When you breathe normally, air passes through the nose and past the flexible structures, such as the soft palate, uvula and tongue, in the back of your throat. When you are awake, your muscles hold this airway open. When you are asleep, these muscles relax and the airway usually stays open. Yet, in the case of obstructive sleep apnea the tongue is sucked against the back of the throat blocking both the upper airway and airflow. This causes the oxygen levels in the both in the brain and the blood to lower. Obstructive sleep apnea (OSA) is often seen in people with cardiovascular problems and excessive daytime sleepiness. Untreated, sleep apnea can cause high blood pressure, memory problems, weight gain, impotency and headaches.

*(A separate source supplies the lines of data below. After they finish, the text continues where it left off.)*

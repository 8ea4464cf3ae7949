//! Character classification shared by the scanner and the regexp translator.

/// Returns `true` for *LineTerminator* code points.
pub fn is_line_terminator(c: char) -> bool {
    matches!(c, '\n' | '\r' | '\u{2028}' | '\u{2029}')
}

/// Returns `true` for *WhiteSpace* characters (line terminators excluded).
pub fn is_whitespace(c: char) -> bool {
    matches!(
        c,
        '\t'                      // CHARACTER TABULATION
        | '\x0B'                  // LINE TABULATION
        | '\x0C'                  // FORM FEED
        | ' '                     // SPACE
        | '\u{00A0}'              // NO-BREAK SPACE
        | '\u{FEFF}'              // ZERO WIDTH NO-BREAK SPACE (BOM)
        | '\u{1680}'              // OGHAM SPACE MARK
        | '\u{2000}'
            ..='\u{200A}' // EN QUAD … HAIR SPACE
        | '\u{202F}'              // NARROW NO-BREAK SPACE
        | '\u{205F}'              // MEDIUM MATHEMATICAL SPACE
        | '\u{3000}'              // IDEOGRAPHIC SPACE
    )
}

/// Returns `true` for characters that may *start* an identifier.
pub fn is_id_start(c: char) -> bool {
    if c.is_ascii() {
        return c.is_ascii_alphabetic() || c == '$' || c == '_';
    }
    // U+309B and U+309C are Other_ID_Start but not XID_Start.
    c == '\u{309B}' || c == '\u{309C}' || unicode_ident::is_xid_start(c)
}

/// Returns `true` for characters that may *continue* an identifier.
pub fn is_id_continue(c: char) -> bool {
    if c.is_ascii() {
        return c.is_ascii_alphanumeric() || c == '$' || c == '_';
    }
    c == '\u{200C}'
        || c == '\u{200D}'
        || c == '\u{309B}'
        || c == '\u{309C}'
        || unicode_ident::is_xid_continue(c)
}

/// Value of an ASCII hex digit.
pub fn hex_value(c: char) -> Option<u32> {
    c.to_digit(16)
}

/// Returns `true` for `0`–`7`.
pub fn is_octal_digit(c: char) -> bool {
    matches!(c, '0'..='7')
}

/// Returns `true` for characters in the ES2025 `SyntaxCharacter` production.
pub fn is_syntax_character(c: char) -> bool {
    matches!(
        c,
        '^' | '$' | '\\' | '.' | '*' | '+' | '?' | '(' | ')' | '[' | ']' | '{' | '}' | '|'
    )
}

#[cfg(test)]
mod tests {
    use super::*;

    #[test]
    fn test_identifier_classes() {
        assert!(is_id_start('a'));
        assert!(is_id_start('$'));
        assert!(is_id_start('λ'));
        assert!(is_id_start('\u{309B}'));
        assert!(!is_id_start('1'));
        assert!(is_id_continue('1'));
        assert!(is_id_continue('\u{200C}'));
        assert!(!is_id_continue('-'));
    }

    #[test]
    fn test_whitespace_excludes_line_terminators() {
        assert!(is_whitespace('\u{FEFF}'));
        assert!(!is_whitespace('\n'));
        assert!(is_line_terminator('\u{2028}'));
    }
}
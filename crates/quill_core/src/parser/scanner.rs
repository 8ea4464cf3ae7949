//! Lexer for the Quill dialect.
//!
//! See [`Scanner`] for the main entry point.

use num_bigint::BigInt;
use smallvec::SmallVec;
use tracing::trace;

use super::character::{hex_value, is_id_continue, is_id_start, is_line_terminator, is_whitespace};
use super::messages;
use super::regexp::{self, RegExpFlags};
use super::token::{
    Comment, CommentKind, InvalidEscape, Position, RegExpValue, Span, TemplatePart, Token,
    TokenKind, TokenValue, keyword_kind,
};
use crate::config::{DEFAULT_BACKTRACK_LIMIT, ParserOptions, RegExpMode};
use crate::error::{ErrorCollector, ErrorHandler, ErrorKind, QuillError, QuillResult};

/// Whether `c` may appear in an identifier, at its `first` position or later.
fn is_ident_char(c: char, first: bool) -> bool {
    if first {
        is_id_start(c)
    } else {
        is_id_continue(c)
    }
}

/// Decide whether a `/` begins a regular expression, given the previous
/// significant token.  Only used by [`Scanner::tokenize_all`]; the parser
/// knows from the grammar.
///
/// `/` is *division* only after tokens that produce a value (identifier,
/// literal, `)`, `]`, `}`-closed templates, `++`, `--`, `this`, `super`).
fn slash_is_regexp(last: Option<TokenKind>) -> bool {
    match last {
        None => true,
        Some(k) => !matches!(
            k,
            TokenKind::Identifier
                | TokenKind::PrivateIdentifier
                | TokenKind::NumericLiteral
                | TokenKind::BigIntLiteral
                | TokenKind::StringLiteral
                | TokenKind::NoSubstitutionTemplate
                | TokenKind::TemplateTail
                | TokenKind::RegExpLiteral
                | TokenKind::RightParen
                | TokenKind::RightBracket
                | TokenKind::PlusPlus
                | TokenKind::MinusMinus
                | TokenKind::True
                | TokenKind::False
                | TokenKind::Null
                | TokenKind::This
                | TokenKind::Super
        ),
    }
}

// ─────────────────────────────────────────────────────────────────────────────
// Options / state
// ─────────────────────────────────────────────────────────────────────────────

/// Scanner configuration.
#[derive(Debug, Clone)]
pub struct ScannerOptions {
    /// Module code: HTML-like comments are not recognized.
    pub is_module: bool,
    /// Keep skipped comments for [`Scanner::take_comments`].
    pub track_comments: bool,
    /// Regular-expression processing mode.
    pub regexp: RegExpMode,
    /// Backtracking budget for compiled regular expressions.
    pub regex_backtrack_limit: usize,
    /// Added to every line number.
    pub line_offset: u32,
}

impl Default for ScannerOptions {
    fn default() -> Self {
        Self {
            is_module: false,
            track_comments: false,
            regexp: RegExpMode::default(),
            regex_backtrack_limit: DEFAULT_BACKTRACK_LIMIT,
            line_offset: 0,
        }
    }
}

impl ScannerOptions {
    /// Scanner settings derived from parser options.
    pub fn from_parser_options(options: &ParserOptions, is_module: bool) -> Self {
        Self {
            is_module,
            track_comments: options.comments,
            regexp: options.regexp,
            regex_backtrack_limit: options.regex_backtrack_limit,
            line_offset: options.line_offset,
        }
    }
}

/// A checkpoint for one-token speculation.
#[derive(Debug, Clone)]
pub struct ScannerState {
    pos: usize,
    line: u32,
    column: u32,
    brace_depth: usize,
    template_stack: SmallVec<[usize; 4]>,
    comments_len: usize,
}

// ─────────────────────────────────────────────────────────────────────────────
// Scanner
// ─────────────────────────────────────────────────────────────────────────────

/// Pull-based lexer.
///
/// Produces a stream of [`Token`]s from a UTF-8 source string.  Call
/// [`Scanner::next_token`] repeatedly until a token with
/// [`TokenKind::Eof`] is returned.  A `/` is always lexed as a punctuator;
/// the parser calls [`Scanner::rescan_as_regexp`] where the grammar expects
/// an expression.
///
/// # Example
///
/// ```
/// use quill_core::parser::scanner::Scanner;
/// use quill_core::parser::token::TokenKind;
///
/// let mut sc = Scanner::new("foreach (x in xs) a::b;");
/// loop {
///     let tok = sc.next_token().unwrap();
///     if tok.kind == TokenKind::Eof { break; }
///     println!("{:?}", tok.kind);
/// }
/// ```
pub struct Scanner<'src> {
    /// The complete source string.
    source: &'src str,
    /// Current byte position within `source`.
    pos: usize,
    /// Current 1-based line number (plus the configured offset).
    line: u32,
    /// Current 1-based column number.
    column: u32,
    /// `brace_depth` values recorded when entering each template
    /// substitution.  A `}` seen while `brace_depth` equals the top of this
    /// stack closes the substitution.
    template_stack: SmallVec<[usize; 4]>,
    /// Nesting depth of plain `{…}` braces.
    brace_depth: usize,
    options: ScannerOptions,
    handler: Box<dyn ErrorHandler>,
    comments: Vec<Comment>,
}
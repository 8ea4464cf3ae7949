//! Test262-style front matter: the `/*--- … ---*/` block at the top of a
//! test file.
//!
//! Only the keys that decide how a file is parsed are read: the `flags`
//! list and the `phase` of a `negative` expectation.

/// How a conformance file must be parsed.
#[derive(Debug, Clone, Default, PartialEq, Eq)]
pub struct TestMetadata {
    /// `Some("parse")` / `Some("resolution")` / `Some("runtime")` for
    /// negative tests.
    pub negative_phase: Option<String>,
    pub module: bool,
    pub only_strict: bool,
    pub no_strict: bool,
    pub raw: bool,
}

/// A parse mode a file is run in.
#[derive(Debug, Clone, Copy, PartialEq, Eq)]
pub enum Mode {
    Sloppy,
    Strict,
    Module,
}

impl TestMetadata {
    /// Extract the metadata from `source`; files without front matter
    /// are plain positive tests.
    pub fn parse(source: &str) -> Self {
        let mut meta = TestMetadata::default();
        let Some(start) = source.find("/*---") else {
            return meta;
        };
        let rest = &source[start + 5..];
        let block = match rest.find("---*/") {
            Some(end) => &rest[..end],
            None => rest,
        };

        let mut in_negative = false;
        let mut in_flag_list = false;
        for line in block.lines() {
            let indented = line.starts_with(' ') || line.starts_with('\t');
            let line = line.trim();
            if !indented {
                in_negative = false;
                in_flag_list = false;
            }
            if in_flag_list {
                if let Some(flag) = line.strip_prefix('-') {
                    meta.set_flag(flag.trim());
                    continue;
                }
            }
            if let Some(value) = line.strip_prefix("flags:") {
                let value = value.trim();
                if let Some(list) = value.strip_prefix('[').and_then(|v| v.strip_suffix(']')) {
                    for flag in list.split(',') {
                        meta.set_flag(flag.trim());
                    }
                } else {
                    in_flag_list = value.is_empty();
                }
            } else if line.starts_with("negative:") {
                in_negative = true;
            } else if in_negative && let Some(phase) = line.strip_prefix("phase:") {
                meta.negative_phase = Some(phase.trim().to_string());
            }
        }
        meta
    }

    fn set_flag(&mut self, flag: &str) {
        match flag {
            "module" => self.module = true,
            "onlyStrict" => self.only_strict = true,
            "noStrict" => self.no_strict = true,
            "raw" => self.raw = true,
            _ => {}
        }
    }

    /// Whether parsing is expected to fail.
    pub fn expects_parse_error(&self) -> bool {
        self.negative_phase.as_deref() == Some("parse")
    }

    /// The modes this file runs in: modules once, `onlyStrict` strict,
    /// `noStrict`/`raw` sloppy, everything else both.
    pub fn modes(&self) -> Vec<Mode> {
        if self.module {
            vec![Mode::Module]
        } else if self.only_strict {
            vec![Mode::Strict]
        } else if self.no_strict || self.raw {
            vec![Mode::Sloppy]
        } else {
            vec![Mode::Sloppy, Mode::Strict]
        }
    }
}

#[cfg(test)]
mod tests {
    use super::*;

    #[test]
    fn test_plain_file() {
        let meta = TestMetadata::parse("var x = 1;");
        assert_eq!(meta, TestMetadata::default());
        assert_eq!(meta.modes(), [Mode::Sloppy, Mode::Strict]);
        assert!(!meta.expects_parse_error());
    }

    #[test]
    fn test_negative_parse_with_inline_flags() {
        let source = "/*---\n\
                      description: break outside loop\n\
                      negative:\n  phase: parse\n  type: SyntaxError\n\
                      flags: [onlyStrict]\n\
                      ---*/\n\
                      break;";
        let meta = TestMetadata::parse(source);
        assert!(meta.expects_parse_error());
        assert_eq!(meta.modes(), [Mode::Strict]);
    }

    #[test]
    fn test_block_flag_list() {
        let source = "/*---\nflags:\n  - module\n  - raw\nnegative:\n  phase: runtime\n---*/";
        let meta = TestMetadata::parse(source);
        assert!(meta.module && meta.raw);
        assert!(!meta.expects_parse_error());
        assert_eq!(meta.negative_phase.as_deref(), Some("runtime"));
        assert_eq!(meta.modes(), [Mode::Module]);
    }

    #[test]
    fn test_phase_outside_negative_is_ignored() {
        let meta = TestMetadata::parse("/*---\nphase: parse\n---*/");
        assert!(!meta.expects_parse_error());
    }
}
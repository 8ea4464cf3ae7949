//! Binding patterns: the targets of declarations, parameters and `catch`.
//!
//! Unlike assignment targets, which go through the cover grammar, binding
//! patterns are known to be patterns from their first token and are parsed
//! directly.

use crate::error::{ErrorKind, QuillResult};
use crate::parser::Parser;
use crate::parser::ast::{
    ArrayPat, AssignPat, AssignPatProp, Ident, KeyValuePatProp, NodeType, ObjectPat,
    ObjectPatProp, Pat, PropKey, RestElement, VarKind,
};
use crate::parser::messages;
use crate::parser::token::{Token, TokenKind, is_restricted_word, is_strict_mode_reserved_word};

impl<'src> Parser<'src> {
    /// `BindingIdentifier | BindingPattern`.  `kind` is the declaration
    /// keyword, or `None` for parameters and `catch`.
    pub(super) fn parse_binding_pattern(&mut self, kind: Option<VarKind>) -> QuillResult<Pat> {
        match self.lookahead.kind {
            TokenKind::LeftBracket => self.descend(|p| p.parse_array_binding_pattern(kind)),
            TokenKind::LeftBrace => self.descend(|p| p.parse_object_binding_pattern(kind)),
            _ => Ok(Pat::Ident(self.parse_binding_identifier(kind)?)),
        }
    }

    /// A binding pattern with an optional `= default`.
    pub(super) fn parse_binding_pattern_with_default(
        &mut self,
        kind: Option<VarKind>,
    ) -> QuillResult<Pat> {
        let start = self.create_node();
        let pattern = self.parse_binding_pattern(kind)?;
        if !self.matches(TokenKind::Equal) {
            return Ok(pattern);
        }
        self.next_token()?;
        let right = self.isolate_cover_grammar(|p| p.parse_assignment_expression())?;
        let loc = self.finalize(start, NodeType::AssignmentPattern);
        Ok(Pat::Assign(Box::new(AssignPat {
            loc,
            left: Box::new(pattern),
            right: Box::new(right),
        })))
    }

    /// `...pattern`; the caller checks that it comes last.
    pub(super) fn parse_binding_rest_element(
        &mut self,
        kind: Option<VarKind>,
    ) -> QuillResult<RestElement> {
        let start = self.create_node();
        self.expect(TokenKind::DotDotDot)?;
        let argument = self.parse_binding_pattern(kind)?;
        let loc = self.finalize(start, NodeType::RestElement);
        Ok(RestElement {
            loc,
            argument: Box::new(argument),
        })
    }

    fn parse_array_binding_pattern(&mut self, kind: Option<VarKind>) -> QuillResult<Pat> {
        let start = self.create_node();
        self.expect(TokenKind::LeftBracket)?;
        let mut elements = Vec::new();
        while !self.matches(TokenKind::RightBracket) {
            if self.matches(TokenKind::Comma) {
                self.next_token()?;
                elements.push(None);
                continue;
            }
            if self.matches(TokenKind::DotDotDot) {
                let rest = self.parse_binding_rest_element(kind)?;
                elements.push(Some(Pat::Rest(Box::new(rest))));
                break;
            }
            elements.push(Some(self.parse_binding_pattern_with_default(kind)?));
            if !self.matches(TokenKind::RightBracket) {
                self.expect(TokenKind::Comma)?;
            }
        }
        self.expect(TokenKind::RightBracket)?;
        let loc = self.finalize(start, NodeType::ArrayPattern);
        Ok(Pat::Array(Box::new(ArrayPat { loc, elements })))
    }

    fn parse_object_binding_pattern(&mut self, kind: Option<VarKind>) -> QuillResult<Pat> {
        let start = self.create_node();
        self.expect(TokenKind::LeftBrace)?;
        let mut properties = Vec::new();
        while !self.matches(TokenKind::RightBrace) {
            if self.matches(TokenKind::DotDotDot) {
                let rest = self.parse_binding_rest_element(kind)?;
                properties.push(ObjectPatProp::Rest(rest));
                break;
            }
            properties.push(self.parse_binding_property(kind)?);
            if !self.matches(TokenKind::RightBrace) {
                self.expect(TokenKind::Comma)?;
            }
        }
        self.expect(TokenKind::RightBrace)?;
        let loc = self.finalize(start, NodeType::ObjectPattern);
        Ok(Pat::Object(Box::new(ObjectPat { loc, properties })))
    }

    fn parse_binding_property(&mut self, kind: Option<VarKind>) -> QuillResult<ObjectPatProp> {
        let start = self.create_node();
        let token = self.lookahead.clone();
        let (key, is_computed) = self.parse_object_property_key(false)?;

        if !is_computed
            && !self.matches(TokenKind::Colon)
            && let PropKey::Ident(name) = &key
        {
            // Shorthand: `{ a }` or `{ a = 1 }`.
            self.validate_binding_token(&token, kind)?;
            let value = if self.matches(TokenKind::Equal) {
                self.next_token()?;
                Some(Box::new(
                    self.isolate_cover_grammar(|p| p.parse_assignment_expression())?,
                ))
            } else {
                None
            };
            let loc = self.finalize(start, NodeType::Property);
            return Ok(ObjectPatProp::Assign(AssignPatProp {
                loc,
                key: name.clone(),
                value,
            }));
        }

        self.expect(TokenKind::Colon)?;
        let value = self.parse_binding_pattern_with_default(kind)?;
        let loc = self.finalize(start, NodeType::Property);
        Ok(ObjectPatProp::KeyValue(KeyValuePatProp {
            loc,
            key,
            is_computed,
            value,
        }))
    }

    /// A single bound name.
    pub(super) fn parse_binding_identifier(&mut self, kind: Option<VarKind>) -> QuillResult<Ident> {
        let token = self.lookahead.clone();
        self.validate_binding_token(&token, kind)?;
        self.next_token()?;
        Ok(self.finalize_ident(&token))
    }

    /// Whether `token` may be bound here.  Keywords are fatal; strict-mode
    /// and contextual violations are tolerated.
    pub(super) fn validate_binding_token(
        &mut self,
        token: &Token,
        kind: Option<VarKind>,
    ) -> QuillResult<()> {
        match token.kind {
            TokenKind::Identifier => {
                let name = token.str_value();
                if self.flags.strict && is_strict_mode_reserved_word(name) {
                    self.tolerate_at(
                        token.span.start,
                        messages::STRICT_RESERVED_WORD,
                        ErrorKind::Strict,
                    )?;
                } else if self.flags.strict && kind.is_some() && is_restricted_word(name) {
                    self.tolerate_at(
                        token.span.start,
                        messages::STRICT_VAR_NAME,
                        ErrorKind::Strict,
                    )?;
                } else if (self.flags.is_module || self.flags.is_async)
                    && token.is_contextual("await")
                {
                    self.tolerate_unexpected(token)?;
                }
            }
            TokenKind::Yield => {
                if self.flags.strict {
                    self.tolerate_unexpected(token)?;
                } else if self.flags.allow_yield {
                    return Err(self.unexpected(token));
                }
            }
            TokenKind::Let => {
                if self.flags.strict {
                    self.tolerate_unexpected(token)?;
                } else if matches!(kind, Some(VarKind::Let | VarKind::Const)) {
                    self.tolerate_at(
                        token.span.start,
                        messages::LET_IN_LEXICAL_BINDING,
                        ErrorKind::Syntax,
                    )?;
                }
            }
            _ => return Err(self.unexpected(token)),
        }
        Ok(())
    }
}

#[cfg(test)]
mod tests {
    use crate::config::ParserOptions;
    use crate::parser::Parser;
    use crate::parser::ast::{ObjectPatProp, Pat, ProgramItem, Stmt, VarDecl};
    use crate::parser::messages;

    fn declaration(source: &str) -> VarDecl {
        let program = Parser::new(source, ParserOptions::new())
            .parse_script(false)
            .unwrap_or_else(|e| panic!("{source}: {e}"));
        match program.body.into_iter().next() {
            Some(ProgramItem::Stmt(Stmt::VarDecl(decl))) => decl,
            other => panic!("expected a declaration, got {other:?}"),
        }
    }

    fn error(source: &str, strict: bool) -> String {
        let err = Parser::new(source, ParserOptions::new())
            .parse_script(strict)
            .expect_err(source);
        err.as_parse_error().unwrap().description.clone()
    }

    fn names(pat: &Pat) -> Vec<String> {
        let mut out = Vec::new();
        pat.bound_names(&mut out);
        out.iter().map(|i| i.name.clone()).collect()
    }

    #[test]
    fn test_nested_patterns() {
        let decl = declaration("var [a, , [b], {c, d: {e}, ...f}, ...g] = x;");
        let id = &decl.declarators[0].id;
        assert_eq!(names(id), ["a", "b", "c", "e", "f", "g"]);
        let Pat::Array(array) = id else { panic!() };
        assert_eq!(array.elements.len(), 5);
        assert!(array.elements[1].is_none());
    }

    #[test]
    fn test_defaults() {
        let decl = declaration("let {a = 1, b: [c] = [], 'd': e} = x;");
        let Pat::Object(object) = &decl.declarators[0].id else { panic!() };
        let ObjectPatProp::Assign(a) = &object.properties[0] else { panic!() };
        assert!(a.value.is_some());
        let ObjectPatProp::KeyValue(b) = &object.properties[1] else { panic!() };
        assert!(matches!(b.value, Pat::Assign(_)));
        assert_eq!(names(&decl.declarators[0].id), ["a", "c", "e"]);
    }

    #[test]
    fn test_rest_must_be_last() {
        assert_eq!(error("var [...a, b] = x;", false), messages::unexpected_token(","));
        assert_eq!(error("var {...a, b} = x;", false), messages::unexpected_token(","));
    }

    #[test]
    fn test_keywords_cannot_be_bound() {
        assert_eq!(error("var {if} = x;", false), messages::unexpected_token("if"));
        assert_eq!(error("var this = 1;", false), messages::unexpected_token("this"));
        let decl = declaration("var {if: a} = x;");
        assert_eq!(names(&decl.declarators[0].id), ["a"]);
    }

    #[test]
    fn test_strict_binding_names() {
        assert_eq!(error("var eval = 1;", true), messages::STRICT_VAR_NAME);
        assert_eq!(error("var [arguments] = x;", true), messages::STRICT_VAR_NAME);
        assert_eq!(error("var implements;", true), messages::STRICT_RESERVED_WORD);
        assert_eq!(error("let [let] = x;", false), messages::LET_IN_LEXICAL_BINDING);
        assert_eq!(names(&declaration("var yield, let;").declarators[1].id), ["let"]);
    }
}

If left untreated, it may be responsible for motor vehicle crashes and job impairment. Fortunately, sleep apnea can be diagnosed and effectively treated. There are several treatment options now available and research into other treatment methods continues.

Sleep Apnea Treatment Options

There are several ways to treat sleep apnea. The most common method is with a continuous positive air pressure (CPAP) machine. Using a tube and a mask that covers the nose, the pressure generated by the CPAP splints the structures in the back of the throat holding the airway open during sleep.

Another option is surgery. By repositioning the anatomic structure of your mouth and facial bones, surgeons are able to eliminate the tissue that collapses during sleep.

Depending on the severity of your sleep apnea, dentists with training in oral appliance therapy can determine which appliance is best suited for your specific dental and medical condition. Working in coordination with your physician, your dentist will participate in your diagnosis, treatment and on-going care. Follow-up care with your dentist, in order to evaluate the response of your teeth and jaws, will ensure a successful treatment.